Andy Wolstenholme said:


> If on short jobs it really adds up but longer rides it totally shafts us.


I'll short trip only then.... Anything long I'm cancelling


----------



## Ubersinger (Dec 15, 2017)

We still have the puke fee...don't we? still? Can you say blender ride? JK...I wouldn't do that. I don't want to have to clean it up. At all. I might have to slow down on the late weekend night runs. Use to get a couple of good ones. Now sadly, no more, alas poor surge, I knew you well.


----------



## Juggalo9er (Dec 7, 2017)

Ubersinger said:


> We still have the puke fee...don't we? still? Can you say blender ride? JK...I wouldn't do that. I don't want to have to clean it up. At all. I might have to slow down on the late weekend night runs. Use to get a couple of good ones. Now sadly, no more, alas poor surge, I knew you well.


It will be missed


----------



## Uber20/20 (Jul 27, 2017)

WE HEARD U ...
MAKING BETTER FOR DRIVER ...
I feel stupid when they treated me as if I'm their foster child because I could do or say nothing about it. Sad


----------



## Bbonez (Aug 10, 2018)

I live near an uber border where rates have always been a lot better 10 miles north. Yesterday I noticed in the county with lower pay uber launched their new surge. Today while driving to the county with better pay I must have gone through a $2.50 flat surge area. When I got to one of my fishing holes it said +$2.50 minimum surge next trip. I didn't get the bonus I assume it is because the area I was in still has the old surge. I send support an email but dont have high hopes.


----------



## jgiun1 (Oct 16, 2017)

Wait for the 3 for $6 zones in morning rush/afternoon rush and drunks.....surge above 4 dollars are gonzo, sometimes during inclement weather also. 
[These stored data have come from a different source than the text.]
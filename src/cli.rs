use clap::{Parser, Subcommand, ValueEnum};

use crate::commands;
use crate::config::Config;
use crate::error::Result;
use crate::platform::Platform;

/// ytot - YouTube streams on Twitch, Twitch chat on YouTube
#[derive(Parser)]
#[command(name = "ytot")]
#[command(author, version, about, long_about = None)]
pub struct Cli {
    /// Browser executable path (overrides auto-discovery)
    #[arg(long, env = "YTOT_BROWSER_PATH", global = true)]
    pub browser_path: Option<String>,

    /// CDP port or WebSocket URL
    #[arg(long, env = "YTOT_CDP", global = true)]
    pub cdp: Option<String>,

    /// Run the browser in headless mode
    #[arg(long, env = "YTOT_HEADLESS", global = true)]
    pub headless: bool,

    /// Output in JSON format
    #[arg(long, global = true)]
    pub json: bool,

    /// Enable verbose output
    #[arg(short, long, global = true)]
    pub verbose: bool,

    #[command(subcommand)]
    pub command: Commands,
}

#[derive(Subcommand)]
pub enum Commands {
    /// Open a Twitch channel or YouTube watch page and run the companion on it
    Watch {
        /// Page URL (twitch.tv/<channel> or a youtube.com watch page)
        url: String,
    },

    /// Remembered channel associations
    Assoc {
        #[command(subcommand)]
        command: AssocCommands,
    },

    /// Search YouTube for live streams
    Search {
        /// Search terms
        query: String,

        /// Maximum number of results
        #[arg(short, long, default_value = "10")]
        limit: usize,
    },

    /// Configuration management
    Config {
        #[command(subcommand)]
        command: ConfigCommands,
    },
}

/// Which page's associations to work on
#[derive(Debug, Clone, Copy, PartialEq, Eq, ValueEnum)]
pub enum HostArg {
    /// Twitch channel -> YouTube video
    Twitch,
    /// YouTube channel -> Twitch channel
    Youtube,
}

impl From<HostArg> for Platform {
    fn from(host: HostArg) -> Self {
        match host {
            HostArg::Twitch => Platform::Twitch,
            HostArg::Youtube => Platform::YouTube,
        }
    }
}

#[derive(Subcommand)]
pub enum AssocCommands {
    /// List remembered associations
    List {
        #[arg(long, value_enum, default_value = "twitch")]
        host: HostArg,
    },

    /// Show the association for a channel
    Get {
        /// Local channel
        channel: String,

        #[arg(long, value_enum, default_value = "twitch")]
        host: HostArg,
    },

    /// Remember an association (YouTube URL for twitch, channel for youtube)
    Set {
        /// Local channel
        channel: String,

        /// Foreign stream: YouTube URL or Twitch channel
        target: String,

        #[arg(long, value_enum, default_value = "twitch")]
        host: HostArg,
    },

    /// Forget the association for a channel
    Forget {
        /// Local channel
        channel: String,

        #[arg(long, value_enum, default_value = "twitch")]
        host: HostArg,
    },

    /// Show or change the auto-sync preference
    AutoSync {
        /// on or off; omit to show
        state: Option<String>,
    },
}

#[derive(Subcommand)]
pub enum ConfigCommands {
    /// Show current configuration
    Show,

    /// Set a configuration value
    Set {
        /// Configuration key (e.g., sync.burst_ms)
        key: String,
        /// Configuration value
        value: String,
    },

    /// Get a configuration value
    Get {
        /// Configuration key
        key: String,
    },

    /// Show configuration file path
    Path,
}

impl Cli {
    /// Configuration with the global flags applied
    pub fn config(&self) -> Result<Config> {
        let mut config = Config::load()?;

        if let Some(ref path) = self.browser_path {
            config.browser.executable = Some(path.clone());
        }
        if let Some(ref cdp) = self.cdp {
            config.browser.apply_cdp_arg(cdp);
        }
        if self.headless {
            config.browser.headless = true;
        }

        Ok(config)
    }

    pub async fn run(&self) -> Result<()> {
        match &self.command {
            Commands::Watch { url } => commands::watch::run(self, url).await,
            Commands::Assoc { command } => commands::assoc::run(self, command).await,
            Commands::Search { query, limit } => commands::search::run(self, query, *limit).await,
            Commands::Config { command } => commands::config::run(self, command).await,
        }
    }
}
//! Timer queue on the tokio clock.
//!
//! Timers are data, not spawned tasks: the controller pops whatever is due
//! and handles it in due order. Under `tokio::time::pause()` this makes every
//! retry and burst deterministic.

use std::cmp::{Ordering, Reverse};
use std::collections::BinaryHeap;
use std::time::Duration;

use tokio::time::Instant;

/// Something the controller asked to be woken up for. Each variant carries
/// the token that was current when it was scheduled.
#[derive(Debug, Clone, Copy, PartialEq, Eq)]
pub enum Timer {
    /// Detection probe for a detection epoch
    Probe { epoch: u64 },
    /// Restore normal speed for a session generation
    BurstEnd { session: u64 },
    /// Clear the "Synced" status if nothing replaced it
    ClearStatus { stamp: u64 },
    /// Periodic auto-sync tick for an auto-sync generation
    AutoSync { generation: u64 },
}

#[derive(Debug)]
struct Entry {
    due: Instant,
    seq: u64,
    timer: Timer,
}

impl PartialEq for Entry {
    fn eq(&self, other: &Self) -> bool {
        self.due == other.due && self.seq == other.seq
    }
}

impl Eq for Entry {}

impl PartialOrd for Entry {
    fn partial_cmp(&self, other: &Self) -> Option<Ordering> {
        Some(self.cmp(other))
    }
}

impl Ord for Entry {
    fn cmp(&self, other: &Self) -> Ordering {
        (self.due, self.seq).cmp(&(other.due, other.seq))
    }
}

#[derive(Debug)]
pub struct Scheduler {
    now: Instant,
    next_seq: u64,
    queue: BinaryHeap<Reverse<Entry>>,
}

impl Scheduler {
    pub fn new(now: Instant) -> Self {
        Self {
            now,
            next_seq: 0,
            queue: BinaryHeap::new(),
        }
    }

    /// Logical time: the due instant of the timer being handled, or the
    /// last observed wall time.
    pub fn now(&self) -> Instant {
        self.now
    }

    /// Move logical time forward to `now`. Never moves backwards.
    pub fn observe(&mut self, now: Instant) {
        if now > self.now {
            self.now = now;
        }
    }

    pub fn schedule(&mut self, delay: Duration, timer: Timer) -> Instant {
        let due = self.now + delay;
        self.next_seq += 1;
        self.queue.push(Reverse(Entry {
            due,
            seq: self.next_seq,
            timer,
        }));
        due
    }

    /// Drop every pending timer matching `predicate`; returns how many.
    pub fn cancel(&mut self, predicate: impl Fn(&Timer) -> bool) -> usize {
        let before = self.queue.len();
        self.queue.retain(|Reverse(entry)| !predicate(&entry.timer));
        before - self.queue.len()
    }

    pub fn next_due(&self) -> Option<Instant> {
        self.queue.peek().map(|Reverse(entry)| entry.due)
    }

    /// Pop the earliest timer due at or before `until`, advancing logical
    /// time to its due instant.
    pub fn pop_due(&mut self, until: Instant) -> Option<Timer> {
        if self.next_due()? > until {
            return None;
        }
        let Reverse(entry) = self.queue.pop()?;
        self.observe(entry.due);
        Some(entry.timer)
    }

    pub fn pending(&self) -> Vec<Timer> {
        let mut entries: Vec<&Entry> = self.queue.iter().map(|Reverse(e)| e).collect();
        entries.sort();
        entries.into_iter().map(|e| e.timer).collect()
    }

    pub fn len(&self) -> usize {
        self.queue.len()
    }

    pub fn is_empty(&self) -> bool {
        self.queue.is_empty()
    }
}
I'm Lyft leasing a car for a couple weeks and trying to get back into just running Lyft....I still think Lyft lesser of the two evils.


----------



## New2This (Dec 27, 2015)

Juggalo9er said:


> Kinda figured that
> I think in the future I'm going to be a lot more stringent on u we serving is purpose to me....a tax deduction....


Longhauling still works for Lyft. If I can eat up every bit of Lyft's platform fee then it's a good day...


----------



## mbd (Aug 27, 2018)

Longhauling is just fine, but be careful about posting those screenshots... do not trust anybody...


----------



## Juggalo9er (Dec 7, 2017)

mbd said:


> Longhauling is just fine, but be careful about posting those screenshots... do not trust anybody...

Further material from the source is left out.